De onde veio essa ideia?

Roberto – Um “velho” Bensaúde mandou-me chamar de propósito da Ilha Terceira para S. Miguel, onde estava acamado, para me orientar. [Eu devia ir] para os Estados Unidos cursar o MIT. Enviou-me para fazer as provas de acesso nesse mesmo ano (1963).

 

Acabou por fazer Engenharia Químico-Industrial, no Técnico.

Roberto – Decidi ficar em Portugal dada a relação muito próxima que mantinha com a minha mãe e com a parte da família do meu pai que residia em Lisboa. Engenharia Químico-Industrial era o mais próximo dos estudos das partículas elementares e da Química-Física Nuclear, temas que me fascinavam.

 

Sei que a sua mãe falava mal o português...

Roberto – Os meu pai nasceu em Xangai e a minha mãe em Hong Kong. Falávamos inglês em casa. Chinês de Xangai e cantonês são um pouco como escandinavo e grego... O facto é que a minha mãe nunca conseguiu apropriar a fonética nem a sintaxe do português.

 

Então, com quem aprendeu a falar português? Fala português sem sotaque.
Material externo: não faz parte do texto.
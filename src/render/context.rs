use serde::{Deserialize, Serialize};

use crate::core::{Color, PlotRect, ScreenPoint};
use crate::error::{PlotError, PlotResult};

/// Dash cadence of a stroked path.
#[derive(Debug, Clone, Copy, PartialEq, Eq, Serialize, Deserialize, Default)]
pub enum LineStyle {
    #[default]
    Solid,
    Dash,
    Dot,
    DashDot,
    /// Suppresses the stroke entirely.
    None,
}

impl LineStyle {
    /// Dash pattern in multiples of the stroke width.
    #[must_use]
    pub fn dash_array(self) -> Option<&'static [f64]> {
        match self {
            Self::Solid | Self::None => None,
            Self::Dash => Some(&[4.0, 1.0]),
            Self::Dot => Some(&[1.0, 1.0]),
            Self::DashDot => Some(&[4.0, 1.0, 1.0, 1.0]),
        }
    }
}

/// Stroke settings for line and outline drawing.
#[derive(Debug, Clone, Copy, PartialEq, Serialize, Deserialize)]
pub struct Stroke {
    pub color: Color,
    pub width: f64,
    pub style: LineStyle,
}

impl Stroke {
    #[must_use]
    pub const fn new(color: Color, width: f64) -> Self {
        Self {
            color,
            width,
            style: LineStyle::Solid,
        }
    }

    #[must_use]
    pub const fn styled(color: Color, width: f64, style: LineStyle) -> Self {
        Self {
            color,
            width,
            style,
        }
    }

    /// Stroke that draws nothing; used for fill-only shapes.
    #[must_use]
    pub const fn none() -> Self {
        Self {
            color: Color::UNDEFINED,
            width: 0.0,
            style: LineStyle::None,
        }
    }

    #[must_use]
    pub fn is_visible(self) -> bool {
        self.color.is_visible() && self.width > 0.0 && self.style != LineStyle::None
    }
}

#[derive(Debug, Clone, Copy, PartialEq, Eq, Serialize, Deserialize, Default)]
pub enum FontWeight {
    #[default]
    Normal,
    Bold,
}

/// Font request passed to text drawing and measuring.
#[derive(Debug, Clone, PartialEq, Serialize, Deserialize)]
pub struct FontSpec {
    pub family: String,
    pub size_px: f64,
    pub weight: FontWeight,
}

impl FontSpec {
    #[must_use]
    pub fn new(family: impl Into<String>, size_px: f64) -> Self {
        Self {
            family: family.into(),
            size_px,
            weight: FontWeight::Normal,
        }
    }
}

impl Default for FontSpec {
    fn default() -> Self {
        Self::new("sans-serif", 12.0)
    }
}

#[derive(Debug, Clone, Copy, PartialEq, Eq, Serialize, Deserialize, Default)]
pub enum HorizontalAlignment {
    #[default]
    Left,
    Center,
    Right,
}

#[derive(Debug, Clone, Copy, PartialEq, Eq, Serialize, Deserialize, Default)]
pub enum VerticalAlignment {
    #[default]
    Top,
    Middle,
    Bottom,
}

/// Measured extent of a text run.
#[derive(Debug, Clone, Copy, PartialEq, Serialize, Deserialize)]
pub struct TextSize {
    pub width: f64,
    pub height: f64,
}

/// RGBA8 raster payload for `draw_image`.
#[derive(Debug, Clone, PartialEq, Eq, Serialize, Deserialize)]
pub struct PlotImage {
    pub width: u32,
    pub height: u32,
    pub rgba: Vec<u8>,
}

impl PlotImage {
    pub fn new(width: u32, height: u32, rgba: Vec<u8>) -> PlotResult<Self> {
        let expected = width as usize * height as usize * 4;
        if rgba.len() != expected {
            return Err(PlotError::InvalidData(format!(
                "image payload must hold {expected} bytes for {width}x{height}, got {}",
                rgba.len()
            )));
        }
        Ok(Self {
            width,
            height,
            rgba,
        })
    }
}

/// Contract implemented by any rendering backend.
///
/// The engine issues only these calls; canvas, SVG and PDF writers plug in
/// behind this surface. Calls are strictly ordered (painter's algorithm) and
/// every coordinate is already in screen space. `set_clip`/`reset_clip` are
/// low-level hooks driven by `ClippingContext`; series code scopes drawing
/// with `push_clip`/`pop_clip` instead.
pub trait RenderContext {
    fn draw_line(&mut self, points: &[ScreenPoint], stroke: &Stroke) -> PlotResult<()>;

    /// Draws independent segments from consecutive point pairs.
    fn draw_line_segments(&mut self, points: &[ScreenPoint], stroke: &Stroke) -> PlotResult<()> {
        for pair in points.chunks_exact(2) {
            self.draw_line(pair, stroke)?;
        }
        Ok(())
    }

    fn draw_polygon(
        &mut self,
        points: &[ScreenPoint],
        fill: Color,
        stroke: &Stroke,
    ) -> PlotResult<()>;

    fn draw_rectangle(&mut self, rect: PlotRect, fill: Color, stroke: &Stroke) -> PlotResult<()>;

    fn draw_ellipse(&mut self, rect: PlotRect, fill: Color, stroke: &Stroke) -> PlotResult<()>;

    #[allow(clippy::too_many_arguments)]
    fn draw_text(
        &mut self,
        position: ScreenPoint,
        text: &str,
        color: Color,
        font: &FontSpec,
        h_align: HorizontalAlignment,
        v_align: VerticalAlignment,
    ) -> PlotResult<()>;

    fn draw_image(
        &mut self,
        image: &PlotImage,
        dest: PlotRect,
        opacity: f64,
        interpolate: bool,
    ) -> PlotResult<()>;

    fn measure_text(&mut self, text: &str, font: &FontSpec) -> PlotResult<TextSize>;

    fn set_clip(&mut self, rect: PlotRect) -> PlotResult<()>;

    fn reset_clip(&mut self) -> PlotResult<()>;
}
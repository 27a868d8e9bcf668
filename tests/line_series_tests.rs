use plotkit::core::{Axis, AxisPosition, Color, DataPoint};
use plotkit::extensions::MarkerKind;
use plotkit::render::{ClippingContext, DrawCommand, RecordingContext};
use plotkit::series::LineSeries;

fn resolved_axis(minimum: f64, maximum: f64, screen_min: f64, screen_max: f64) -> Axis {
    let mut axis = Axis::linear(AxisPosition::Bottom).with_range(minimum, maximum);
    axis.update_actual_max_min();
    axis.update_transform(screen_min, screen_max).expect("transform");
    axis
}

fn render_series(series: &mut LineSeries, x_axis: &Axis, y_axis: &Axis) -> Vec<DrawCommand> {
    series.core.update_data();
    series.core.update_max_min();

    let mut backend = RecordingContext::new();
    let mut rc = ClippingContext::new(&mut backend);
    series
        .render(&mut rc, x_axis, y_axis, Color::BLACK)
        .expect("render");
    backend.take_commands()
}

#[test]
fn nan_gap_splits_into_marker_only_chunks() {
    let x_axis = resolved_axis(0.0, 2.0, 0.0, 200.0);
    let y_axis = resolved_axis(0.0, 2.0, 200.0, 0.0);

    let mut series = LineSeries::new().with_points(vec![
        DataPoint::new(0.0, 0.0),
        DataPoint::new(1.0, f64::NAN),
        DataPoint::new(2.0, 2.0),
    ]);
    series.marker_kind = MarkerKind::Circle;

    let commands = render_series(&mut series, &x_axis, &y_axis);

    // Two degenerate one-point chunks: no connecting line, markers only.
    let lines = commands
        .iter()
        .filter(|c| matches!(c, DrawCommand::Line { .. }))
        .count();
    let markers = commands
        .iter()
        .filter(|c| matches!(c, DrawCommand::Ellipse { .. }))
        .count();
    assert_eq!(lines, 0);
    assert_eq!(markers, 2);
}

#[test]
fn contiguous_points_draw_one_polyline() {
    let x_axis = resolved_axis(0.0, 3.0, 0.0, 300.0);
    let y_axis = resolved_axis(0.0, 3.0, 300.0, 0.0);

    let mut series = LineSeries::new().with_points(vec![
        DataPoint::new(0.0, 0.0),
        DataPoint::new(1.0, 1.0),
        DataPoint::new(2.0, 2.0),
        DataPoint::new(3.0, 3.0),
    ]);
    let commands = render_series(&mut series, &x_axis, &y_axis);

    let lines: Vec<_> = commands
        .iter()
        .filter_map(|c| match c {
            DrawCommand::Line { points, .. } => Some(points.clone()),
            _ => None,
        })
        .collect();
    assert_eq!(lines.len(), 1);
    assert_eq!(lines[0].len(), 4);
    assert_eq!(lines[0][0].x, 0.0);
    assert_eq!(lines[0][3].x, 300.0);
}

#[test]
fn gap_in_middle_produces_two_polylines() {
    let x_axis = resolved_axis(0.0, 5.0, 0.0, 500.0);
    let y_axis = resolved_axis(0.0, 5.0, 500.0, 0.0);

    let mut series = LineSeries::new().with_points(vec![
        DataPoint::new(0.0, 1.0),
        DataPoint::new(1.0, 2.0),
        DataPoint::UNDEFINED,
        DataPoint::new(3.0, 2.0),
        DataPoint::new(4.0, 1.0),
    ]);
    let commands = render_series(&mut series, &x_axis, &y_axis);

    let lines = commands
        .iter()
        .filter(|c| matches!(c, DrawCommand::Line { .. }))
        .count();
    assert_eq!(lines, 2);
}

#[test]
fn segment_reduction_preserves_run_endpoints() {
    let x_axis = resolved_axis(0.0, 100.0, 0.0, 100.0);
    let y_axis = resolved_axis(0.0, 100.0, 100.0, 0.0);

    // 101 points one pixel apart; a 10 px minimum segment length must thin
    // them out but keep the exact first and last point.
    let points: Vec<DataPoint> = (0..=100)
        .map(|i| DataPoint::new(f64::from(i), 50.0))
        .collect();
    let mut series = LineSeries::new().with_points(points);
    series.minimum_segment_length = 10.0;

    let commands = render_series(&mut series, &x_axis, &y_axis);
    let DrawCommand::Line { points, .. } = &commands[0] else {
        panic!("expected a polyline");
    };
    assert!(points.len() < 20);
    assert_eq!(points.first().expect("first").x, 0.0);
    assert_eq!(points.last().expect("last").x, 100.0);
}

#[test]
fn window_start_index_advances_and_persists_across_renders() {
    let points: Vec<DataPoint> = (0..1000)
        .map(|i| DataPoint::new(f64::from(i), 1.0))
        .collect();
    let mut series = LineSeries::new().with_points(points);

    // Zoomed view over [500, 510].
    let x_axis = resolved_axis(500.0, 510.0, 0.0, 100.0);
    let y_axis = resolved_axis(0.0, 2.0, 100.0, 0.0);

    let _ = render_series(&mut series, &x_axis, &y_axis);
    assert_eq!(series.core.window_start_index(), 500);

    // Panning forward advances the cache instead of rescanning from zero.
    let panned_x = resolved_axis(600.0, 610.0, 0.0, 100.0);
    let mut backend = RecordingContext::new();
    let mut rc = ClippingContext::new(&mut backend);
    series
        .render(&mut rc, &panned_x, &y_axis, Color::BLACK)
        .expect("render");
    assert_eq!(series.core.window_start_index(), 600);
}

#[test]
fn rendering_stops_beyond_visible_range() {
    let points: Vec<DataPoint> = (0..1000)
        .map(|i| DataPoint::new(f64::from(i), 1.0))
        .collect();
    let mut series = LineSeries::new().with_points(points);

    let x_axis = resolved_axis(0.0, 10.0, 0.0, 100.0);
    let y_axis = resolved_axis(0.0, 2.0, 100.0, 0.0);

    let commands = render_series(&mut series, &x_axis, &y_axis);
    let DrawCommand::Line { points, .. } = &commands[0] else {
        panic!("expected a polyline");
    };
    // One point past the clip maximum is kept for segment continuity; the
    // iteration stops once two consecutive points fall outside.
    assert!(points.len() <= 13);
}

#[test]
fn items_source_projection_feeds_the_point_list() {
    struct Sample {
        at: f64,
        level: f64,
    }

    let samples = vec![
        Sample { at: 0.0, level: 1.0 },
        Sample { at: 1.0, level: 4.0 },
        Sample { at: 2.0, level: 9.0 },
    ];

    let mut series = LineSeries::new();
    series
        .core
        .set_items(&samples, |s| DataPoint::new(s.at, s.level));
    series.core.update_data();
    series.core.update_max_min();

    assert_eq!(series.core.points.len(), 3);
    let (min_x, max_x, min_y, max_y) = series.core.bounds();
    assert_eq!((min_x, max_x), (0.0, 2.0));
    assert_eq!((min_y, max_y), (1.0, 9.0));
}

#[test]
fn smoothing_passes_through_input_vertices() {
    let x_axis = resolved_axis(0.0, 2.0, 0.0, 200.0);
    let y_axis = resolved_axis(0.0, 2.0, 200.0, 0.0);

    let mut series = LineSeries::new().with_points(vec![
        DataPoint::new(0.0, 0.0),
        DataPoint::new(1.0, 2.0),
        DataPoint::new(2.0, 0.0),
    ]);
    series.smooth = Some(plotkit::series::SplineOptions::default());

    let commands = render_series(&mut series, &x_axis, &y_axis);
    let DrawCommand::Line { points, .. } = &commands[0] else {
        panic!("expected a polyline");
    };
    assert!(points.len() > 3);
    assert_eq!(points.first().expect("first").x, 0.0);
    assert_eq!(points.last().expect("last").x, 200.0);
}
Roberto – Na escola, com os amigos. Cheguei à escola e não sabia falar português, só inglês. Fiz a escola primária e o liceu na Terceira. As minhas memórias mais recônditas são açorianas, do mar intensamente azul que se encontra com o céu lá longe, na linha do horizonte...

 

O dinheiro marcou especialmente a sua vida nessa fase? Como era antes e depois da morte do seu pai?

Roberto – Enquanto o pai foi vivo, vivíamos sem restrições. O meu pai conseguia trazer para casa qualquer coisa como 10 contos por mês. Era maestro titular das duas principais orquestras que actuavam na base americana das Lajes. Foi esse convite que nos fez ir para os Açores, em 1949. Com o falecimento do pai, aparecem-nos credores de todo o lado, como abutres sobre a carcaça, e tivemos de vender património, inclusive os instrumentos do pai – saxofone, clarinete, trompete, fagote, oboé, e finalmente o piano. Vivíamos com pouco mais de 500 escudos por mês. Os tios do pai decidiram quotizar-se para nos ajudar a sobreviver. Decorridos uns seis meses, vim a ser beneficiado com bolsas de estudo da Fundação Gulbenkian e da Junta Geral do Distrito Autónomo de Angra do Heroísmo.

 

Na vida do Roberto, o piano era determinante e representava, de certa maneira, o pai. A presença do piano era igualmente forte na sua vida?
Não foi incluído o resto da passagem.